Chief United States Narcotics Investigator for Europe
- In office 1937–1938
- Secretary: Henry Morgenthau Jr.

Commanding Officer of the United States Customs Air Brigade
- In office 1931 – March 9, 1934

Personal details
- Born: May 20, 1891 Camden, Ouachita County, Arkansas, USA
- Died: March 24, 1968 (Aged 76) Houston, Harris County, Texas, USA
- Resting place: Beth Israel Cemetery
- Education: Memphis High School
- Nickname: Señor Sharpis

Military service
- Branch/service: Mexican Army; Federal Bureau of Investigation; United States Customs Service;
- Battles/wars: Mexican Revolution; World War I Mexico during World War I; ; World War II;

= Al Scharff =

American inspector for the Customs Service (1891–1968)

Alvin "Al" Friedman Scharff (May 20, 1891 – March 24, 1968), was an American counterfeiter, cattle rustler, and smuggler, who later became a lifelong inspector for the United States Customs Service.

== Biography ==
In 1910, a year into his studies at university in Tennessee, he was diagnosed with tuberculosis and told he had six months to live. For his health, and to reduce his bouts of coughing up blood, he spent most of his life in the drier climates between the Southwestern United States and Mexico. In 1912, while working on a construction site near Tampico, Scharff was recruited into the Mexican Army, where he fought with a militia group under the distant command of Victoriano Huerta in several minor battles of the Mexican Revolution against the militias of Pascual Orozco, before deserting his post and escaping back to the United States, where he worked as a traveling salesman for several years.

In 1915, he became involved in a counterfeiting operation, dealing in fake Mexican pesos in the areas of Sonora and Nogales/Nogales. In 1918, he took part in a massive spy hunt for German spies in Mexico, assassinating two of them supposedly on the orders of the United States Government. In 1919, he joined Customs and advanced through the ranks from inspector, mounted inspector, special agent, special agent in charge (SAC), to eventually become supervising special agent in charge (SSAC).

Sometime in the 1920s, Scharff was assigned responsibilities to investigate violations of the Harrison Narcotics Tax Act, and began investigating a smuggling operation in Mexico that he believed was importing massive amounts of heroin from somewhere in Europe. While on deployments into Mexico, he coordinated heavily with members of the Mexican federal Narcotics Police. As this was also the Prohibition era, Scharff also chased down rum-runners, even going into Canada to track down two notorious rum-runners named Big Jim Clark and George Musey.

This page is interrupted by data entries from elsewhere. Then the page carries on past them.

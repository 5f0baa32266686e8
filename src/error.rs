//! Error types for the ledger.
//!
//! Configuration and command handling use `anyhow` (see [`Error`] and [`Result`]). The
//! persistence layer returns the typed errors below so that callers can tell a rejected input
//! apart from a damaged file, a failed write, or a failed backup.

use chrono::NaiveDate;
use std::io;
use std::path::PathBuf;
use thiserror::Error;

pub type Error = anyhow::Error;
pub type Result<T> = std::result::Result<T, Error>;

/// A candidate transaction was rejected by the record model.
#[derive(Debug, Clone, PartialEq, Eq, Error)]
pub enum ValidationError {
    #[error("invalid date '{value}', expected the format '{format}'")]
    InvalidDate { value: String, format: String },
    #[error("invalid amount '{value}': {reason}")]
    InvalidAmount { value: String, reason: String },
    #[error("the category must not be empty")]
    EmptyCategory,
}

/// A line of the canonical file could not be turned back into a transaction.
#[derive(Debug, Clone, PartialEq, Eq, Error)]
pub enum DecodeError {
    #[error("malformed line: {0}")]
    MalformedLine(String),
    #[error("expected {expected} fields but found {found}")]
    FieldCountMismatch { expected: usize, found: usize },
    #[error("invalid record: {0}")]
    Invalid(#[from] ValidationError),
}

/// The canonical file could not be replaced or appended to.
#[derive(Debug, Error)]
pub enum WriteError {
    #[error("unable to write {}: {source}", path.display())]
    Io {
        path: PathBuf,
        #[source]
        source: io::Error,
    },
    #[error("unable to move the new contents into place at {}: {source}", path.display())]
    Persist {
        path: PathBuf,
        #[source]
        source: io::Error,
    },
}

impl WriteError {
    pub(crate) fn io(path: impl Into<PathBuf>, source: io::Error) -> Self {
        WriteError::Io {
            path: path.into(),
            source,
        }
    }
}

/// `append` failed, either before anything was written or while writing.
#[derive(Debug, Error)]
pub enum AppendError {
    #[error(transparent)]
    Validation(#[from] ValidationError),
    /// The existing ledger could not be loaded or recovered, so nothing was appended.
    #[error(transparent)]
    Load(#[from] LoadError),
    #[error(transparent)]
    Write(#[from] WriteError),
}

/// The canonical file could not be loaded.
#[derive(Debug, Error)]
pub enum LoadError {
    /// Nothing valid is left in the canonical file and no snapshot can replace it.
    #[error("the ledger at {} cannot be recovered: {reason}", path.display())]
    Unrecoverable { path: PathBuf, reason: String },
    #[error("unable to restore the ledger from snapshot {}: {source}", snapshot.display())]
    Restore {
        snapshot: PathBuf,
        #[source]
        source: WriteError,
    },
    #[error("unable to read the ledger at {}: {source}", path.display())]
    Unreadable {
        path: PathBuf,
        #[source]
        source: io::Error,
    },
}

/// A snapshot could not be written, rotated, or listed.
#[derive(Debug, Error)]
pub enum BackupError {
    #[error("backup I/O failed for {}: {source}", path.display())]
    Io {
        path: PathBuf,
        #[source]
        source: io::Error,
    },
    #[error("unable to serialize the manifest for {}: {source}", path.display())]
    Manifest {
        path: PathBuf,
        #[source]
        source: serde_json::Error,
    },
    #[error("a snapshot named {} already exists", path.display())]
    Exists { path: PathBuf },
    #[error("no snapshot sequence numbers are left for {date}")]
    SequenceExhausted { date: NaiveDate },
}

impl BackupError {
    pub(crate) fn io(path: impl Into<PathBuf>, source: io::Error) -> Self {
        BackupError::Io {
            path: path.into(),
            source,
        }
    }
}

In 1931, Scharff set up the first-ever Air brigade along the Mexico–US border, notably in command of this brigade during a 200-mile chase to pursue the flying ace and rum-runner Thomas Ponder. In 1936, Scharff ran afoul of Josephus Daniels, who did not understand why Scharff was running an investigation in Mexico City.

In 1937, while following the threads of the massive narcotics network, the Secretary of the Treasury, Henry Morgenthau Jr., assigned Scharff the responsibility as chief narcotics investigator for all of Europe. While in Europe, he infiltrated a branch of the Sûreté Nationale that had been providing protection for a drug kingpin named Louis Lyon, eventually gathering enough evidence to have Lyon publicly convicted, at the same time endeavoring not to compromise Lyon's secret missions against Nazis in the French criminal underworld.

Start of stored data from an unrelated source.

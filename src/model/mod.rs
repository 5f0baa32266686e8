//! Types that represent the core data model: `Transaction`, its unvalidated `Candidate` form and
//! the `Amount` it carries.
mod amount;
mod transaction;

pub use amount::{Amount, AmountError};
pub use transaction::{validate, Candidate, Kind, Transaction, ISO_DATE};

Scharff was constantly at-odds with Harry Anslinger and the Federal Bureau of Narcotics (FBN), and believed that narcotics investigation efforts should remain in the control of Customs, and not the nascent agency. Especially throughout his career, Scharff went into shouting matches with Anslinger's top enforcement agent, George Hunter White, who would eventually launch an investigation of his own into Scharff in 1954. Scharff was forced to retire from Customs in 1961 at the mandatory government retirement age of 70, but soon became the executive director of the Houston Crime Commission.